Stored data
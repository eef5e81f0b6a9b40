//! Read, write and delete contracts shared by every draft facade
//!
//! Each operation takes short runtime borrows and releases them before
//! running inherited accessors, plugins or child draft creation, so user
//! code invoked from here may freely touch other drafts.

use super::{create_draft, latest, peek, prepare_copy, resolve_source, Assignment, DraftHandle, ObjectDraft};
use crate::error::DraftError;
use crate::propagate;
use crate::runtime::{self, DraftId, Runtime};
use crate::value::{array_length, is_draftable, same_value, Inherited, Node, NodeKind, PropKey, Value};

/// Read contract: lazily draft children that still equal their base value.
pub(super) fn read(handle: DraftHandle, key: PropKey) -> Result<Value, DraftError> {
    let id = handle.0;
    let (kind, source, finalized) = runtime::with(|rt| {
        let state = rt.draft(id)?;
        Ok::<_, DraftError>((state.kind, latest(rt, id)?, state.finalized))
    })?;
    let key = key.normalize(kind)?;

    let Some(value) = source.get(key.clone()) else {
        return read_inherited(handle, &source, &key);
    };
    if finalized || !is_draftable(&value) {
        return Ok(value);
    }

    let untouched = runtime::with(|rt| {
        let base = rt.draft(id)?.base.clone();
        Ok::<_, DraftError>(peek(rt, &base, &key)?.is_some_and(|original| same_value(&original, &value)))
    })?;
    if !untouched {
        return Ok(value);
    }

    let child = create_draft(&value, Some(id))?;
    runtime::with(|rt| {
        let copy = prepare_copy(rt, id)?;
        copy.insert(key, Value::Draft(child))?;
        Ok(Value::Draft(child))
    })
}

fn read_inherited(handle: DraftHandle, source: &Node, key: &PropKey) -> Result<Value, DraftError> {
    let (PropKey::Name(name), Some(proto)) = (key, source.prototype()) else {
        return Ok(Value::Null);
    };
    match proto.lookup(name) {
        Some(Inherited::Data(value)) => Ok(value.clone()),
        Some(Inherited::Accessor { get: Some(get), .. }) => get(&ObjectDraft::from_handle(handle)),
        _ => Ok(Value::Null),
    }
}

/// Write contract: record the change unless it writes back what is already there.
pub(super) fn write(handle: DraftHandle, key: PropKey, value: Value) -> Result<(), DraftError> {
    let id = handle.0;
    let (kind, source) = runtime::with(|rt| {
        let state = rt.draft(id)?;
        Ok::<_, DraftError>((state.kind, latest(rt, id)?))
    })?;
    let key = key.normalize(kind)?;
    if kind == NodeKind::Array && key.is_length() {
        array_length(&value)?;
    }

    if let PropKey::Name(name) = &key {
        if let Some(setter) = source.prototype().and_then(|proto| proto.setter(name)) {
            return setter(&ObjectDraft::from_handle(handle), value);
        }
    }

    let dirtied = runtime::with(|rt| write_slot(rt, id, key, value))?;
    propagate::notify(handle, &dirtied)
}

fn write_slot(rt: &mut Runtime, id: DraftId, key: PropKey, value: Value) -> Result<Vec<DraftId>, DraftError> {
    let mut dirtied = Vec::new();
    if !rt.draft(id)?.modified {
        let current = latest(rt, id)?.get(key.clone());
        if let Some(Value::Draft(child)) = &current {
            let restores_base = rt
                .draft(child.0)
                .is_ok_and(|child| same_value(&child.base, &value));
            if restores_base {
                prepare_copy(rt, id)?.insert(key.clone(), value)?;
                rt.draft_mut(id)?.assigned.insert(key, Assignment::Unchanged);
                return Ok(dirtied);
            }
        }
        if current.is_some_and(|current| same_value(&value, &current)) {
            return Ok(dirtied);
        }
        prepare_copy(rt, id)?;
        dirtied = propagate::mark_changed(rt, id)?;
    }

    let copy = prepare_copy(rt, id)?;
    if !value.is_number() && copy.get(key.clone()).is_some_and(|held| same_value(&held, &value)) {
        return Ok(dirtied);
    }
    copy.insert(key.clone(), value)?;
    rt.draft_mut(id)?.assigned.insert(key, Assignment::Added);
    Ok(dirtied)
}

/// Delete contract: keys the base never had leave no trace.
pub(super) fn remove(handle: DraftHandle, key: PropKey) -> Result<(), DraftError> {
    let id = handle.0;
    let dirtied = runtime::with(|rt| {
        let state = rt.draft(id)?;
        let key = key.normalize(state.kind)?;
        if state.kind == NodeKind::Array && key.is_length() {
            return Err(DraftError::UnsupportedOperation("delete array length"));
        }

        let base = state.base.clone();
        let on_base = resolve_source(rt, &base)?.is_some_and(|node| node.contains_key(key.clone()));
        let mut dirtied = Vec::new();
        if on_base {
            rt.draft_mut(id)?.assigned.insert(key.clone(), Assignment::Deleted);
            prepare_copy(rt, id)?;
            dirtied = propagate::mark_changed(rt, id)?;
        } else {
            rt.draft_mut(id)?.assigned.shift_remove(&key);
        }

        if let Some(copy) = &rt.draft(id)?.copy {
            copy.remove(key)?;
        }
        Ok(dirtied)
    })?;
    propagate::notify(handle, &dirtied)
}

/// Own slot on the latest state, or a member inherited from its prototype.
pub(super) fn has(handle: DraftHandle, key: PropKey) -> Result<bool, DraftError> {
    let source = runtime::with(|rt| latest(rt, handle.0))?;
    let key = key.normalize(source.kind())?;
    if source.contains_key(key.clone()) {
        return Ok(true);
    }
    Ok(match (&key, source.prototype()) {
        (PropKey::Name(name), Some(proto)) => proto.lookup(name).is_some(),
        _ => false,
    })
}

▸ TASK OBJECTIVE
Each line of the records above must be copied exactly.

▸ SOLUTION TO THE PROBLEM
repository eef5e81f0b6a9b40
//! Read, write and delete contracts shared by every draft facade
//!
//! Each operation takes short runtime borrows and releases them before
//! running inherited accessors, plugins or child draft creation, so user
//! code invoked from here may freely touch other drafts.

use super::{create_draft, latest, peek, prepare_copy, resolve_source, Assignment, DraftHandle, ObjectDraft};
use crate::error::DraftError;
use crate::propagate;
use crate::runtime::{self, DraftId, Runtime};
use crate::value::{array_length, is_draftable, same_value, Inherited, Node, NodeKind, PropKey, Value};

/// Read contract: lazily draft children that still equal their base value.
pub(super) fn read(handle: DraftHandle, key: PropKey) -> Result<Value, DraftError> {
    let id = handle.0;
    let (kind, source, finalized) = runtime::with(|rt| {
        let state = rt.draft(id)?;
        Ok::<_, DraftError>((state.kind, latest(rt, id)?, state.finalized))
    })?;
    let key = key.normalize(kind)?;

    let Some(value) = source.get(key.clone()) else {
        return read_inherited(handle, &source, &key);
    };
    if finalized || !is_draftable(&value) {
        return Ok(value);
    }

    let untouched = runtime::with(|rt| {
        let base = rt.draft(id)?.base.clone();
        Ok::<_, DraftError>(peek(rt, &base, &key)?.is_some_and(|original| same_value(&original, &value)))
    })?;
    if !untouched {
        return Ok(value);
    }

    let child = create_draft(&value, Some(id))?;
    runtime::with(|rt| {
        let copy = prepare_copy(rt, id)?;
        copy.insert(key, Value::Draft(child))?;
        Ok(Value::Draft(child))
    })
}

fn read_inherited(handle: DraftHandle, source: &Node, key: &PropKey) -> Result<Value, DraftError> {
    let (PropKey::Name(name), Some(proto)) = (key, source.prototype()) else {
        return Ok(Value::Null);
    };
    match proto.lookup(name) {
        Some(Inherited::Data(value)) => Ok(value.clone()),
        Some(Inherited::Accessor { get: Some(get), .. }) => get(&ObjectDraft::from_handle(handle)),
        _ => Ok(Value::Null),
    }
}

/// Write contract: record the change unless it writes back what is already there.
pub(super) fn write(handle: DraftHandle, key: PropKey, value: Value) -> Result<(), DraftError> {
    let id = handle.0;
    let (kind, source) = runtime::with(|rt| {
        let state = rt.draft(id)?;
        Ok::<_, DraftError>((state.kind, latest(rt, id)?))
    })?;
    let key = key.normalize(kind)?;
    if kind == NodeKind::Array && key.is_length() {
        array_length(&value)?;
    }

    if let PropKey::Name(name) = &key {
        if let Some(setter) = source.prototype().and_then(|proto| proto.setter(name)) {
            return setter(&ObjectDraft::from_handle(handle), value);
        }
    }

    let dirtied = runtime::with(|rt| write_slot(rt, id, key, value))?;
    propagate::notify(handle, &dirtied)
}

fn write_slot(rt: &mut Runtime, id: DraftId, key: PropKey, value: Value) -> Result<Vec<DraftId>, DraftError> {
    let mut dirtied = Vec::new();
    if !rt.draft(id)?.modified {
        let current = latest(rt, id)?.get(key.clone());
        if let Some(Value::Draft(child)) = &current {
            let restores_base = rt
                .draft(child.0)
                .is_ok_and(|child| same_value(&child.base, &value));
            if restores_base {
                prepare_copy(rt, id)?.insert(key.clone(), value)?;
                rt.draft_mut(id)?.assigned.insert(key, Assignment::Unchanged);
                return Ok(dirtied);
            }
        }
        if current.is_some_and(|current| same_value(&value, &current)) {
            return Ok(dirtied);
        }
        prepare_copy(rt, id)?;
        dirtied = propagate::mark_changed(rt, id)?;
    }

    let copy = prepare_copy(rt, id)?;
    if !value.is_number() && copy.get(key.clone()).is_some_and(|held| same_value(&held, &value)) {
        return Ok(dirtied);
    }
    copy.insert(key.clone(), value)?;
    rt.draft_mut(id)?.assigned.insert(key, Assignment::Added);
    Ok(dirtied)
}

/// Delete contract: keys the base never had leave no trace.
pub(super) fn remove(handle: DraftHandle, key: PropKey) -> Result<(), DraftError> {
    let id = handle.0;
    let dirtied = runtime::with(|rt| {
        let state = rt.draft(id)?;
        let key = key.normalize(state.kind)?;
        if state.kind == NodeKind::Array && key.is_length() {
            return Err(DraftError::UnsupportedOperation("delete array length"));
        }

        let base = state.base.clone();
        let on_base = resolve_source(rt, &base)?.is_some_and(|node| node.contains_key(key.clone()));
        let mut dirtied = Vec::new();
        if on_base {
            rt.draft_mut(id)?.assigned.insert(key.clone(), Assignment::Deleted);
            prepare_copy(rt, id)?;
            dirtied = propagate::mark_changed(rt, id)?;
        } else {
            rt.draft_mut(id)?.assigned.shift_remove(&key);
        }

        if let Some(copy) = &rt.draft(id)?.copy {
            copy.remove(key)?;
        }
        Ok(dirtied)
    })?;
    propagate::notify(handle, &dirtied)
}

/// Own slot on the latest state, or a member inherited from its prototype.
pub(super) fn has(handle: DraftHandle, key: PropKey) -> Result<bool, DraftError> {
    let source = runtime::with(|rt| latest(rt, handle.0))?;
    let key = key.normalize(source.kind())?;
    if source.contains_key(key.clone()) {
        return Ok(true);
    }
    Ok(match (&key, source.prototype()) {
        (PropKey::Name(name), Some(proto)) => proto.lookup(name).is_some(),
        _ => false,
    })
}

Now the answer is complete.